* Required action
Wherever "Item" occurs in the entries, copy the line that holds it.

Stored data entries:
BEGIN

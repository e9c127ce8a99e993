//! Stable ordering of filtered results by a named sort key.

use std::cmp::Ordering;
use std::fmt;
use std::sync::Arc;

use chrono::{DateTime, Utc};
use unicode_normalization::UnicodeNormalization;
use unicode_normalization::char::is_combining_mark;

/// Three-way comparison between two records.
pub type Comparator<T> = Arc<dyn Fn(&T, &T) -> Ordering + Send + Sync>;

/// What: Named sort key paired with its comparison semantics.
///
/// Inputs:
/// - `name`: Key used by `View::set_sort_key`
/// - `comparator`: Required for a valid view; a bare [`SortKey::declared`] is rejected
///
/// Output:
/// - Consumed by the view, which resolves each key into `(name, comparator)`.
pub struct SortKey<T> {
    /// Key name.
    name: String,
    /// Comparison semantics, if declared.
    comparator: Option<Comparator<T>>,
}

impl<T> SortKey<T> {
    /// Sort key with an explicit comparator.
    pub fn new(
        name: impl Into<String>,
        compare: impl Fn(&T, &T) -> Ordering + Send + Sync + 'static,
    ) -> Self {
        Self {
            name: name.into(),
            comparator: Some(Arc::new(compare)),
        }
    }

    /// Sort key declared by name only. Views refuse to build with it.
    pub fn declared(name: impl Into<String>) -> Self {
        Self {
            name: name.into(),
            comparator: None,
        }
    }

    /// Accent- and case-insensitive text order (see [`compare_text`]).
    pub fn by_text(name: impl Into<String>, get: impl Fn(&T) -> &str + Send + Sync + 'static) -> Self {
        Self::new(name, move |a, b| compare_text(get(a), get(b)))
    }

    /// Smallest value first.
    pub fn ascending<K: PartialOrd>(
        name: impl Into<String>,
        get: impl Fn(&T) -> K + Send + Sync + 'static,
    ) -> Self {
        Self::new(name, move |a, b| {
            get(a).partial_cmp(&get(b)).unwrap_or(Ordering::Equal)
        })
    }

    /// Largest value first.
    pub fn descending<K: PartialOrd>(
        name: impl Into<String>,
        get: impl Fn(&T) -> K + Send + Sync + 'static,
    ) -> Self {
        Self::new(name, move |a, b| {
            get(b).partial_cmp(&get(a)).unwrap_or(Ordering::Equal)
        })
    }

    /// Most recent timestamp first.
    pub fn newest_first(
        name: impl Into<String>,
        get: impl Fn(&T) -> DateTime<Utc> + Send + Sync + 'static,
    ) -> Self {
        Self::new(name, move |a, b| get(b).cmp(&get(a)))
    }

    /// Key name.
    #[must_use]
    pub fn name(&self) -> &str {
        &self.name
    }

    /// Split into name and comparator.
    pub(crate) fn into_parts(self) -> (String, Option<Comparator<T>>) {
        (self.name, self.comparator)
    }
}

impl<T> Clone for SortKey<T> {
    fn clone(&self) -> Self {
        Self {
            name: self.name.clone(),
            comparator: self.comparator.clone(),
        }
    }
}

impl<T> fmt::Debug for SortKey<T> {
    fn fmt(&self, f: &mut fmt::Formatter<'_>) -> fmt::Result {
        f.debug_struct("SortKey")
            .field("name", &self.name)
            .field("has_comparator", &self.comparator.is_some())
            .finish()
    }
}

/// What: Locale-style text order.
///
/// Inputs:
/// - `a`, `b`: Texts to compare
///
/// Output:
/// - Order by accent- and case-folded text, then by case-folded text, then by raw text.
///
/// Details:
/// - "éclair" sorts between "apple" and "zebra", and "Apple" before "apple".
/// - No strings are allocated; ASCII pairs skip Unicode decomposition.
#[must_use]
pub fn compare_text(a: &str, b: &str) -> Ordering {
    if a.is_ascii() && b.is_ascii() {
        return ascii_lower(a).cmp(ascii_lower(b)).then_with(|| a.cmp(b));
    }
    folded(a)
        .cmp(folded(b))
        .then_with(|| lowered(a).cmp(lowered(b)))
        .then_with(|| a.cmp(b))
}

/// ASCII bytes, lower-cased.
fn ascii_lower(s: &str) -> impl Iterator<Item = u8> + '_ {
    s.bytes().map(|b| b.to_ascii_lowercase())
}

/// Characters with combining marks removed after canonical decomposition, lower-cased.
fn folded(s: &str) -> impl Iterator<Item = char> + '_ {
    s.nfd()
        .filter(|&c| !is_combining_mark(c))
        .flat_map(char::to_lowercase)
}

/// Characters, lower-cased.
fn lowered(s: &str) -> impl Iterator<Item = char> + '_ {
    s.chars().flat_map(char::to_lowercase)
}

/// What: Order `indices` into `collection` with `compare`, without touching the input.
///
/// Inputs:
/// - `collection`: Records the indices point into
/// - `indices`: Filter result in collection order
/// - `compare`: Comparator for the active sort key
///
/// Output:
/// - New index vector; records comparing equal keep their relative input order.
///
/// Details:
/// - `slice::sort_by` is a stable merge sort, which provides the tie guarantee.
pub fn sort_indices<T>(
    collection: &[T],
    indices: &[usize],
    compare: &(dyn Fn(&T, &T) -> Ordering + Send + Sync),
) -> Vec<usize> {
    let mut out = indices.to_vec();
    out.sort_by(|&a, &b| compare(&collection[a], &collection[b]));
    out
}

END

* Completed exercise
fn ascii_lower(s: &str) -> impl Iterator<Item = u8> + '_ {
fn folded(s: &str) -> impl Iterator<Item = char> + '_ {
fn lowered(s: &str) -> impl Iterator<Item = char> + '_ {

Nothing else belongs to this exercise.